РЖ мыслился поначалу как инструмент создания содержаний, дебатов о них и свободной игры с ними. Но Фонд эффективной политики всё более поглощал меня, поглощал целиком. Строить спасательный модуль русской власти было увлекательней и казалось более срочным. Уже к концу девяностых я перестал интересоваться тем, кто именно заселяет наш модуль. Кого мы спасаем и с чем берём их на борт? Последнюю попытку раздвинуть ёмкость проекта РЖ я сделал в виде так называемой бумажной версии сетевого РЖ — журнала «Пушкин» (поначалу чуть было не названного «Идиот») — и инкорпорировав в «Русский журнал» команду «Журнального зала» Сергея Костырко. Но 1999 год захватил меня полностью, на десятилетия втянув в путинскую воронку.

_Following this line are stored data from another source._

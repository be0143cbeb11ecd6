//! Error types for the supervisor and forwarding paths, plus the JSON
//! error responses the front end returns before a request is forwarded

use crate::proxy::ProxyBody;
use http_body_util::{BodyExt, Full};
use hyper::body::Bytes;
use hyper::{Response, StatusCode};
use serde::Serialize;
use std::time::Duration;
use thiserror::Error;

/// Port allocation failures
#[derive(Debug, Error)]
pub enum PortError {
    #[error("no free port found in {attempts} attempts")]
    PortExhausted { attempts: u32 },
}

/// Readiness probe failures
#[derive(Debug, Error)]
pub enum ProbeError {
    #[error("worker was not listening on port {port} after {waited:?}")]
    NotReady { port: u16, waited: Duration },

    #[error("worker process exited before listening on port {port} (exit code {code:?})")]
    ProcessExited { port: u16, code: Option<i32> },

    #[error("port {port} is held by pid {owner}, which is not the worker or one of its children")]
    WrongListener { port: u16, owner: u32 },
}

/// Process launch failures
#[derive(Debug, Error)]
pub enum LaunchError {
    #[error("invalid arguments template: {0}")]
    Arguments(String),

    #[error("failed to open stdout log {path}: {source}")]
    StdoutLog {
        path: String,
        #[source]
        source: std::io::Error,
    },

    #[error("failed to spawn {path}: {source}")]
    Spawn {
        path: String,
        #[source]
        source: std::io::Error,
    },
}

/// Supervisor failures.
///
/// Cloneable so that every caller joined on one in-flight start observes
/// the same error value.
#[derive(Debug, Clone, Error)]
pub enum SupervisorError {
    #[error("application '{0}' is not configured")]
    UnknownApplication(String),

    #[error("application '{0}' exceeded its rapid-fail threshold")]
    RapidFailExceeded(String),

    #[error("failed to start worker for '{app}': {reason}")]
    Start { app: String, reason: String },

    #[error("worker start for '{0}' panicked")]
    Panicked(String),

    #[error("supervisor is shutting down")]
    ShuttingDown,
}

/// Errors on the connection to a worker
#[derive(Debug, Error)]
pub enum ChannelError {
    #[error("failed to connect to backend on port {port}: {source}")]
    Connect {
        port: u16,
        #[source]
        source: std::io::Error,
    },

    #[error("backend i/o error: {0}")]
    Io(#[from] std::io::Error),

    #[error("invalid response from backend: {0}")]
    InvalidResponse(String),

    #[error("backend did not respond within {0:?}")]
    Timeout(Duration),

    #[error("backend closed the connection before responding")]
    Closed,
}

/// Per-request failure taxonomy, resolved into a host status by the session
#[derive(Debug, Error)]
pub enum ForwardError {
    /// Malformed or aborted inbound request
    #[error("client error: {0}")]
    Client(String),

    /// The client went away; the host already knows
    #[error("client disconnected")]
    ClientDisconnected,

    /// Backend unreachable, reset, timed out or sent an invalid response
    #[error("gateway error: {0}")]
    Gateway(#[from] ChannelError),

    /// The worker could not be started or made ready
    #[error("worker startup failed: {0}")]
    Startup(SupervisorError),

    /// Circuit breaker open, no start attempted
    #[error("rapid-fail threshold exceeded for '{0}'")]
    RapidFailExceeded(String),

    /// The supervisor is tearing down
    #[error("service unavailable")]
    Unavailable,
}

impl From<SupervisorError> for ForwardError {
    fn from(err: SupervisorError) -> Self {
        match err {
            SupervisorError::RapidFailExceeded(app) => ForwardError::RapidFailExceeded(app),
            SupervisorError::ShuttingDown => ForwardError::Unavailable,
            other => ForwardError::Startup(other),
        }
    }
}

impl ForwardError {
    /// Status code and reason phrase reported to the host, or `None` when
    /// no status should be set at all
    pub fn status(&self) -> Option<(u16, &'static str)> {
        match self {
            ForwardError::Client(_) => Some((400, "Bad Request")),
            ForwardError::ClientDisconnected => None,
            ForwardError::Gateway(_) | ForwardError::Startup(_) => Some((502, "Bad Gateway")),
            ForwardError::RapidFailExceeded(_) | ForwardError::Unavailable => {
                Some((503, "Service Unavailable"))
            }
        }
    }

    /// Client-side failures never surface as gateway errors
    pub fn is_client_side(&self) -> bool {
        matches!(self, ForwardError::Client(_) | ForwardError::ClientDisconnected)
    }
}

/// Body of the page shown when a worker fails to start
pub fn startup_error_page(app: &str, reason: &str) -> String {
    format!(
        "<!DOCTYPE html>\n<html>\n<head><title>502 Bad Gateway - Worker Startup Failure</title></head>\n\
         <body>\n<h1>502 Bad Gateway</h1>\n<h2>Worker startup failure</h2>\n\
         <p>The worker process for <b>{}</b> failed to start or did not begin listening on its assigned port.</p>\n\
         <p>{}</p>\n\
         <p>Enable the stdout log for this application and check it for errors.</p>\n</body>\n</html>\n",
        escape_html(app),
        escape_html(reason)
    )
}

fn escape_html(s: &str) -> String {
    s.replace('&', "&amp;")
        .replace('<', "&lt;")
        .replace('>', "&gt;")
        .replace('"', "&quot;")
}

/// Error codes for errors raised by the front end itself
#[derive(Debug, Clone, Copy, Serialize)]
#[serde(rename_all = "SCREAMING_SNAKE_CASE")]
pub enum ProxyErrorCode {
    /// Missing Host header in request
    MissingHostHeader,
    /// Unknown or unconfigured application
    UnknownHost,
    /// Internal proxy error
    InternalError,
}

impl ProxyErrorCode {
    pub fn status_code(&self) -> StatusCode {
        match self {
            ProxyErrorCode::MissingHostHeader => StatusCode::BAD_REQUEST,
            ProxyErrorCode::UnknownHost => StatusCode::NOT_FOUND,
            ProxyErrorCode::InternalError => StatusCode::INTERNAL_SERVER_ERROR,
        }
    }

    /// Value for the X-Proxy-Error header
    pub fn as_header_value(&self) -> &'static str {
        match self {
            ProxyErrorCode::MissingHostHeader => "MISSING_HOST_HEADER",
            ProxyErrorCode::UnknownHost => "UNKNOWN_HOST",
            ProxyErrorCode::InternalError => "INTERNAL_ERROR",
        }
    }
}

/// JSON error response body
#[derive(Debug, Serialize)]
pub struct ErrorResponse {
    pub code: ProxyErrorCode,
    pub message: String,
    pub status: u16,
}

impl ErrorResponse {
    pub fn new(code: ProxyErrorCode, message: impl Into<String>) -> Self {
        Self {
            status: code.status_code().as_u16(),
            code,
            message: message.into(),
        }
    }

    pub fn to_json(&self) -> String {
        serde_json::to_string(self).unwrap_or_else(|_| {
            format!(
                r#"{{"code":"{}","message":"{}","status":{}}}"#,
                self.code.as_header_value(),
                self.message.replace('\"', "\\\""),
                self.status
            )
        })
    }
}

/// Create a JSON error response with X-Proxy-Error header
pub fn json_error_response(
    code: ProxyErrorCode,
    message: impl Into<String>,
) -> Response<ProxyBody> {
    let error = ErrorResponse::new(code, message);
    let body = error.to_json();

    Response::builder()
        .status(code.status_code())
        .header("Content-Type", "application/json")
        .header("X-Proxy-Error", code.as_header_value())
        .body(Full::new(Bytes::from(body)).map_err(|e| match e {}).boxed())
        .expect("valid response with StatusCode enum and static headers")
}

Я закрылся от ответственности в РЖ за тандемом Марка Печерского и Елены Пенской. Этот тандем оказался конфликтен, зато породил ещё один проект – квартальник ИФ, интеллектуальный форум. Его номера ценны для меня элегантными и просвещёнными эссе Марка, но и они останутся архивистам постсингулярности как знак эпохи между первым и вторым Большими Взрывами.


7

Мы были, были и сим проиграли. Риск в России онтологичен, гностичен: ты не просто терпишь неудачу — ты проваливаешься в изначальное зло. Гефтер говорил о модели русских Атлантид: Будущая Атлантида не стоит на основании прошлой. Наоборот, её учреждает самозванный трибунал над историей. Судьи судят не прошлое (понятое верно либо неверно). Они судят воображаемое историческое преступление — убийство и затопление прошлой Атлантиды. Экспертные лагеря силами передовых публицистов, подобно сталинским, переполнены героями русского прошлого. Русская история, как она представлена в российском ландшафте, — лагерь смерти, пенитенциар в окружении криминальных фавел с беглецами от бесконечных судов истории.
Писать по-русски сегодня стоит лишь то, за что попадёшь в тюрьму. Но ещё ценней, возможно, внезапное оглушительное молчание.